== Data in this exercise

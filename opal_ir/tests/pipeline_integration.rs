//! End-to-end pipeline tests: build, canonicalize, assign states, lower
//! guards, encode, decode.
//!
//! Coverage:
//! - Memory-kill ordering queries across the fixed skeleton
//! - Redundant kill-begin elimination through the simplification driver
//! - Full guard lifecycle: float, canonicalize, lower, verify
//! - Encode/decode round-trip law (verification equivalence)
//! - Speculation log caching law under concurrent contention

use std::thread;

use opal_ir::speculation::{GraphSpeculationLog, SharedSpeculationLog, SpeculationReason};
use opal_ir::*;

fn descriptor() -> DeoptDescriptor {
    DeoptDescriptor::new(DeoptReason::NullCheck, DeoptAction::InvalidateRecompile)
}

// =============================================================================
// Memory Ordering
// =============================================================================

#[test]
fn test_kills_constrain_reordering_across_the_skeleton() {
    let mut g = Graph::new();
    let field = LocationIdentity::Named(4);
    let other = LocationIdentity::Named(5);

    let entry = g.append_begin(g.start);
    let kill_field = g.append_killing_begin(entry, field);
    let tail = g.append_begin(kill_field);
    g.append_return(tail, None);

    // A read of `other` may cross the kill of `field`; a read of `field`
    // may not.
    assert!(g.no_kill_between(entry, tail, &other));
    assert!(!g.no_kill_between(entry, tail, &field));
    // ANY aliases everything, so it is blocked by any kill in between.
    assert!(!g.no_kill_between(entry, tail, &LocationIdentity::ANY));
}

#[test]
fn test_redundant_kills_merge_and_rewire_memory_usages() {
    // A loop whose body kills the same location twice; the loop-exit
    // memory proxy hangs off the second kill.
    let mut g = Graph::new();
    let field = LocationIdentity::Named(4);

    let entry = g.append_begin(g.start);
    let fwd = g.append_end(entry);
    let loop_begin = g.add_loop_begin(&[fwd]);
    let body = g.append_begin(loop_begin);
    let first = g.append_killing_begin(body, field);
    let second = g.append_killing_begin(first, field);
    let cond = g.parameter(0, Stamp::Boolean);
    let (_if_node, stay, leave) = g.append_if(second, cond, ProfileData::UNKNOWN);
    let _back = g.append_loop_end(stay, loop_begin);
    let exit = g.append_loop_exit(leave, loop_begin);
    let tail = g.append_begin(exit);
    g.append_return(tail, None);

    let dependent = g.proxy_for(second, exit, ProxyKind::Memory(field));
    assert!(g.verify().is_ok());

    let rewrites = Canonicalizer::new().run(&mut g, &DefaultCanonicalizerTool);
    assert!(rewrites >= 1);

    assert!(!g.is_alive(second));
    assert!(g.is_alive(first));
    // The memory-typed usage re-wired to the earlier, surviving kill.
    assert_eq!(g.node(dependent).find_input(InputType::Memory), Some(first));
    assert!(g.verify().is_ok());
}

// =============================================================================
// Guard Lifecycle
// =============================================================================

#[test]
fn test_guard_lifecycle_to_lowered_branch() {
    let mut g = Graph::new();
    let entry = g.append_begin(g.start);
    let x = g.parameter(0, Stamp::INT);
    // An opaque condition the comparison folder cannot absorb, so the
    // negation has to land in the guard's flag.
    let cond = g.parameter(1, Stamp::Condition);
    let negated_cond = g.not(cond);
    let guard = g.add_guard(negated_cond, entry, GuardData::new(true, descriptor()));
    g.append_return(entry, Some(x));

    // Canonicalization pushes the negation into the guard flag.
    Canonicalizer::new().run(&mut g, &DefaultCanonicalizerTool);
    let (guard, data) = g
        .live_nodes()
        .find_map(|(id, node)| match &node.op {
            NodeOp::Guard(data) => Some((id, *data)),
            _ => None,
        })
        .expect("guard survives canonicalization");
    assert_eq!(g.node(guard).find_input(InputType::Condition), Some(cond));
    assert!(!data.negated, "one negation flips the negated flag once");

    // Assign states, then lower.
    let state = g.add_frame_state(FrameStateData::new(8, 0, 1, 0), &[x], None);
    g.advance_stage(GraphStage::FrameStatesAssigned);
    let lowered = g.lower_guard_to_if(guard, Some(state));
    g.advance_stage(GraphStage::GuardsLowered);

    assert!(g.verify().is_ok());
    assert_eq!(g.state_input(lowered.deopt), Some(state));
    // The continue path leads to the original return.
    let next = g.node(lowered.continue_begin).next().unwrap();
    assert!(matches!(g.node(next).op, NodeOp::Return));
}

// =============================================================================
// Encode / Decode
// =============================================================================

fn build_rich_graph() -> Graph {
    let mut g = Graph::new();
    let entry = g.append_begin(g.start);
    let x = g.parameter(0, Stamp::INT);
    let limit = g.const_int(10);

    // Loop: phi counts up, exits when phi == limit.
    let fwd = g.append_end(entry);
    let loop_begin = g.add_loop_begin(&[fwd]);
    let body = g.append_begin(loop_begin);
    let one = g.const_int(1);
    let phi = g.loop_phi(loop_begin, &[x], &[x]);
    let cond = g.int_cmp(CmpOp::Ne, phi, limit);
    let (_if_node, stay, leave) = g.append_if(
        body,
        cond,
        ProfileData::new(BranchProbability::from_f64(0.9), ProfileSource::Profiled),
    );
    let bump = g.int_add(phi, one);
    let back = g.append_loop_end(stay, loop_begin);
    // Replace the placeholder back-edge value with the incremented one.
    let back_index = g.node(phi).inputs().len() - 1;
    g.replace_input(phi, back_index, bump);
    let _ = back;

    let exit = g.append_loop_exit(leave, loop_begin);
    let escaped = g.proxy_for(phi, exit, ProxyKind::Value);
    let tail = g.append_begin(exit);

    // A guarded call after the loop.
    let zero = g.const_int(0);
    let nonzero = g.int_cmp(CmpOp::Ne, escaped, zero);
    let _guard = g.add_guard(nonzero, tail, GuardData::new(false, descriptor()));
    let invoke = g.append_invoke(
        tail,
        CallTarget::new(33, InvokeKind::Static),
        &[escaped],
        Stamp::INT,
    );
    let state = g.add_frame_state(FrameStateData::new(33, 5, 1, 1), &[x, escaped], None);
    g.set_state_input(invoke, state);
    g.append_return(invoke, Some(invoke));
    g
}

#[test]
fn test_encode_decode_is_verification_equivalent() {
    let g = build_rich_graph();
    assert!(g.verify().is_ok());

    let mut pool = ObjectPool::new();
    let encoded = encode(&g, &mut pool);
    let decoded = decode(&encoded, &pool).expect("decode succeeds");

    // Round-trip law: same live shape, all invariants hold.
    assert!(decoded.verify().is_ok());
    assert_eq!(decoded.live_count(), g.live_count());

    // Node-kind census matches exactly.
    let census = |graph: &Graph| {
        let mut names: Vec<&'static str> =
            graph.live_nodes().map(|(_, node)| node.op.name()).collect();
        names.sort_unstable();
        names
    };
    assert_eq!(census(&g), census(&decoded));

    // Encoding the decoded graph reproduces the same stream.
    let mut pool2 = ObjectPool::new();
    let re_encoded = encode(&decoded, &mut pool2);
    assert_eq!(encoded, re_encoded);
}

#[test]
fn test_decoded_graph_canonicalizes_like_the_original() {
    let mut original = build_rich_graph();
    let mut pool = ObjectPool::new();
    let encoded = encode(&original, &mut pool);
    let mut decoded = decode(&encoded, &pool).expect("decode succeeds");

    let canonicalizer = Canonicalizer::new();
    let a = canonicalizer.run(&mut original, &DefaultCanonicalizerTool);
    let b = canonicalizer.run(&mut decoded, &DefaultCanonicalizerTool);
    assert_eq!(a, b);
    assert_eq!(original.live_count(), decoded.live_count());
    assert!(original.verify().is_ok());
    assert!(decoded.verify().is_ok());
}

// =============================================================================
// Speculation
// =============================================================================

#[test]
fn test_speculation_promise_survives_concurrent_failures() {
    let shared = SharedSpeculationLog::new();

    let hammer: Vec<_> = (0..8)
        .map(|t| {
            let shared = shared.clone();
            thread::spawn(move || {
                for i in 0..500u32 {
                    shared.record_failure(&SpeculationReason::new(
                        DeoptReason::TypeGuard,
                        7,
                        (t * 31 + i) % 128,
                    ));
                }
            })
        })
        .collect();

    let mut log = GraphSpeculationLog::new(shared.clone());
    let mut granted = Vec::new();
    for bci in 0..128u32 {
        let reason = SpeculationReason::new(DeoptReason::TypeGuard, 7, bci);
        if log.may_speculate(&reason) {
            granted.push(reason);
        }
    }
    // The caching law: every positive answer stays redeemable, no matter
    // what the writers did meanwhile.
    for reason in &granted {
        assert!(log.speculate(reason).is_some());
        assert!(log.may_speculate(reason));
    }

    for handle in hammer {
        handle.join().unwrap();
    }
}

#[test]
fn test_speculative_guard_carries_its_token() {
    let shared = SharedSpeculationLog::new();
    let mut log = GraphSpeculationLog::new(shared);
    let reason = SpeculationReason::new(DeoptReason::TypeGuard, 11, 2);

    let mut g = Graph::new();
    let entry = g.append_begin(g.start);
    g.append_return(entry, None);
    let cond = g.parameter(0, Stamp::Boolean);

    assert!(log.may_speculate(&reason));
    let token = log.speculate(&reason).unwrap();
    let guard = g.add_guard(
        cond,
        entry,
        GuardData::new(
            false,
            DeoptDescriptor::with_speculation(
                DeoptReason::TypeGuard,
                DeoptAction::InvalidateReprofile,
                token,
            ),
        ),
    );
    match &g.node(guard).op {
        NodeOp::Guard(data) => assert_eq!(data.deopt.speculation, token),
        _ => unreachable!(),
    }
    assert!(g.verify().is_ok());
}
impl std::fmt::Debug for Graph {
    fn fmt(&self, f: &mut std::fmt::Formatter<'_>) -> std::fmt::Result {
        writeln!(f, "Graph ({} live / {} slots)", self.live_count(), self.node_count())?;
        for (id, node) in self.live_nodes() {
            writeln!(f, "  {:?}: {}", id, node)?;
        }
        Ok(())
    }
}

// =============================================================================
// Tests
// =============================================================================
#![no_main]

// Harness: ability_can
// Focus: admin totality, member narrowness, and `cannot == !can` on arbitrary
// principals and action tags.

use arbitrary::Arbitrary;
use libfuzzer_sys::fuzz_target;
use warden_core::{
    ability::build_ability,
    types::{Action, SubjectType, UserId},
    user::User,
};

#[derive(Arbitrary, Debug, Clone)]
struct DecisionFrame {
    principal_id: u128,
    is_admin: bool,
    action_tag: u8,
    // Selects the wildcard, `User`, or a foreign entity type.
    subject_selector: u8,
}

fuzz_target!(|frame: DecisionFrame| {
    let Ok(action) = Action::try_from(frame.action_tag) else {
        return;
    };
    let subject = match frame.subject_selector % 3 {
        0 => SubjectType::All,
        1 => SubjectType::USER,
        _ => SubjectType::Entity("Report"),
    };

    let principal = User {
        id: UserId(uuid::Uuid::from_u128(frame.principal_id)),
        name: String::new(),
        email: String::new(),
        is_admin: frame.is_admin,
    };
    let ability = match build_ability(&principal) {
        Ok(ability) => ability,
        Err(e) => panic!("well-formed principal rejected: {e}"),
    };

    let allowed = ability.can(action, &subject);
    assert_eq!(ability.cannot(action, &subject), !allowed);
    if frame.is_admin {
        assert!(allowed);
    } else {
        assert_eq!(allowed, action == Action::Read && subject == SubjectType::USER);
    }
});
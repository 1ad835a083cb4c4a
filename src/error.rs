//!
//! Defines error types for the authorization engine and its entry points.
//!
//! A denial is never an `AbilityError`: `Ability::can` answers `false`. The
//! variants here are integration faults that must not be confused with "not allowed".

use crate::types::{Action, SubjectType, UserId};

/// Precondition violations detected while building or querying an `Ability`.
#[derive(Debug, Clone, PartialEq, Eq, thiserror::Error)]
pub enum AbilityError {
    /// The principal carries no role classification.
    #[error("Malformed principal {0}: missing role attribute")]
    MalformedPrincipal(String),
    /// A subject tag outside the known vocabulary.
    #[error("Unresolvable subject type: {0}")]
    UnresolvableSubject(String),
    /// An action name or tag outside the known vocabulary.
    #[error("Unknown action: {0}")]
    UnknownAction(String),
}

/// Outcomes an entry point surfaces to its own caller.
#[derive(Debug, Clone, PartialEq, Eq, thiserror::Error)]
pub enum PolicyError {
    /// The principal's ability does not permit the operation.
    #[error("{message}")]
    Forbidden {
        message: String,
        action: Action,
        subject: SubjectType,
    },
    #[error("User {0} not found")]
    NotFound(UserId),
    /// Request payload rejected before reaching the store.
    #[error("Invalid request: {0}")]
    Invalid(String),
    /// The engine could not reach a decision; deployment or integration bug.
    #[error("Authorization engine error: {0}")]
    Ability(#[from] AbilityError),
}

/// Failures loading seed data into the user store.
#[derive(Debug, Clone, PartialEq, Eq, thiserror::Error)]
pub enum StoreError {
    #[error("Failed to read seed file `{path}`: {reason}")]
    Io { path: String, reason: String },
    #[error("Invalid seed data: {0}")]
    Parse(String),
    /// Two seed records share an id.
    #[error("Duplicate user id {0} in seed data")]
    DuplicateId(UserId),
}

impl PolicyError {
    /// Message used for denials when the caller supplies none.
    pub const DEFAULT_FORBIDDEN: &'static str = "Forbidden resource";

    pub fn forbidden(message: impl Into<String>, action: Action, subject: SubjectType) -> Self {
        PolicyError::Forbidden {
            message: message.into(),
            action,
            subject,
        }
    }

    /// HTTP-equivalent status code for a transport layer to render.
    pub fn status_code(&self) -> u16 {
        match self {
            PolicyError::Forbidden { .. } => 403,
            PolicyError::NotFound(_) => 404,
            PolicyError::Invalid(_) => 400,
            PolicyError::Ability(_) => 500,
        }
    }

    /// True for the normal "not allowed" outcome.
    pub fn is_denial(&self) -> bool {
        matches!(self, PolicyError::Forbidden { .. })
    }
}
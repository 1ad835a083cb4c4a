//!
//! Subject type resolution.
//!
//! Rules are written against subject *types* ("all Users") while checks are made
//! against instances ("this user record"). Every subject value supplies its own
//! tag through the `Subject` trait; there is no runtime type inspection.

use crate::error::AbilityError;
use crate::types::SubjectType;

/// Anything an action can target.
///
/// Implemented by entity types (instance-level checks) and by `SubjectType`
/// itself (type-level checks and the `all` wildcard).
pub trait Subject {
    /// Canonical type tag. Must be the same for every instance of a logical type.
    fn subject_type(&self) -> SubjectType;
}

impl Subject for SubjectType {
    #[inline]
    fn subject_type(&self) -> SubjectType {
        *self
    }
}

impl<S: Subject + ?Sized> Subject for &S {
    #[inline]
    fn subject_type(&self) -> SubjectType {
        (**self).subject_type()
    }
}

/// Maps a subject value to the tag used for rule matching.
#[inline]
pub fn resolve<S: Subject + ?Sized>(subject: &S) -> SubjectType {
    subject.subject_type()
}

/// Resolves a subject tag given as text against `SubjectType::VOCABULARY`.
///
/// Names are case-sensitive: `"all"` and `"User"`.
pub fn resolve_name(name: &str) -> Result<SubjectType, AbilityError> {
    SubjectType::VOCABULARY
        .into_iter()
        .find(|known| known.as_str() == name)
        .ok_or_else(|| AbilityError::UnresolvableSubject(name.to_string()))
}
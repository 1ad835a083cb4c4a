//! The user resource: records, the in-memory store, and the guarded controller.

pub mod controller;
pub mod entity;
pub mod service;

pub use controller::UserController;
pub use entity::{Claims, CreateUserDto, UpdateUserDto, User};
pub use service::UserService;
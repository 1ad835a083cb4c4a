//! In-memory user store standing in for persistence.
//!
//! Performs no authorization of its own; callers go through `UserController`.

use std::path::Path;

use crate::error::StoreError;
use crate::types::UserId;
use crate::user::entity::{CreateUserDto, UpdateUserDto, User};

#[derive(Debug, Clone, Default)]
pub struct UserService {
    // Insertion order is the listing order.
    users: Vec<User>,
}

impl UserService {
    pub fn new() -> Self {
        Self::default()
    }

    /// Seeds the store from a JSON array of users.
    pub fn from_json(json: &str) -> Result<Self, StoreError> {
        let users: Vec<User> =
            serde_json::from_str(json).map_err(|e| StoreError::Parse(e.to_string()))?;
        let mut service = Self::new();
        for user in users {
            if service.find_one(user.id).is_some() {
                return Err(StoreError::DuplicateId(user.id));
            }
            service.users.push(user);
        }
        tracing::debug!(users = service.users.len(), "Seeded user store");
        Ok(service)
    }

    /// Reads a JSON seed file, see `from_json`.
    pub fn load(path: impl AsRef<Path>) -> Result<Self, StoreError> {
        let path = path.as_ref();
        let json = std::fs::read_to_string(path).map_err(|e| StoreError::Io {
            path: path.display().to_string(),
            reason: e.to_string(),
        })?;
        Self::from_json(&json)
    }

    pub fn create(&mut self, dto: CreateUserDto) -> User {
        let user = User {
            id: UserId::new_v4(),
            name: dto.name,
            email: dto.email,
            is_admin: dto.is_admin,
        };
        self.users.push(user.clone());
        user
    }

    pub fn find_all(&self) -> &[User] {
        &self.users
    }

    pub fn find_one(&self, id: UserId) -> Option<&User> {
        self.users.iter().find(|u| u.id == id)
    }

    pub fn update(&mut self, id: UserId, dto: &UpdateUserDto) -> Option<User> {
        let user = self.users.iter_mut().find(|u| u.id == id)?;
        dto.apply_to(user);
        Some(user.clone())
    }

    pub fn remove(&mut self, id: UserId) -> Option<User> {
        let index = self.users.iter().position(|u| u.id == id)?;
        Some(self.users.remove(index))
    }

    pub fn len(&self) -> usize {
        self.users.len()
    }

    pub fn is_empty(&self) -> bool {
        self.users.is_empty()
    }
}
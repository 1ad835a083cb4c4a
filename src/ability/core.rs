//!
//! The decision surface: an immutable rule set answering `can` / `cannot`.

use crate::error::{AbilityError, PolicyError};
use crate::rules::{self, RuleSet};
use crate::subject::{self, Subject};
use crate::types::Action;

/// Immutable result of defining an ability for one principal.
///
/// Owns its rules exclusively and exposes no way to change them; a different
/// rule set means building a new `Ability`. Safe to query from any thread.
#[derive(Debug, Clone, PartialEq, Eq)]
pub struct Ability {
    rules: RuleSet,
}

impl Ability {
    pub(crate) fn from_rules(rules: RuleSet) -> Self {
        Ability { rules }
    }

    /// Returns `true` if any rule grants `action` on the subject's type.
    pub fn can<S: Subject + ?Sized>(&self, action: Action, subject: &S) -> bool {
        let subject_type = subject::resolve(subject);
        let allowed = rules::matches(&self.rules, action, subject_type);
        tracing::debug!(%action, subject = %subject_type, allowed, "ability decision");
        allowed
    }

    /// Strict complement of `can`.
    #[inline]
    pub fn cannot<S: Subject + ?Sized>(&self, action: Action, subject: &S) -> bool {
        !self.can(action, subject)
    }

    /// Text-form query, e.g. `can_named("read", "User")`.
    ///
    /// Unknown names are errors, not denials.
    pub fn can_named(&self, action: &str, subject: &str) -> Result<bool, AbilityError> {
        let action: Action = action.parse()?;
        let subject_type = subject::resolve_name(subject)?;
        Ok(self.can(action, &subject_type))
    }

    /// Like `can`, but turns a denial into `PolicyError::Forbidden` carrying `message`.
    pub fn check<S: Subject + ?Sized>(
        &self,
        action: Action,
        subject: &S,
        message: &str,
    ) -> Result<(), PolicyError> {
        if self.can(action, subject) {
            Ok(())
        } else {
            Err(PolicyError::forbidden(message, action, subject::resolve(subject)))
        }
    }

    pub fn rules(&self) -> &RuleSet {
        &self.rules
    }
}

====

** Work item **
From the data, pick out every line that includes "NodeOp".

** Answer for the task **
            NodeOp::Guard(data) => Some((id, *data)),
    assert!(matches!(g.node(next).op, NodeOp::Return));
        NodeOp::Guard(data) => assert_eq!(data.deopt.speculation, token),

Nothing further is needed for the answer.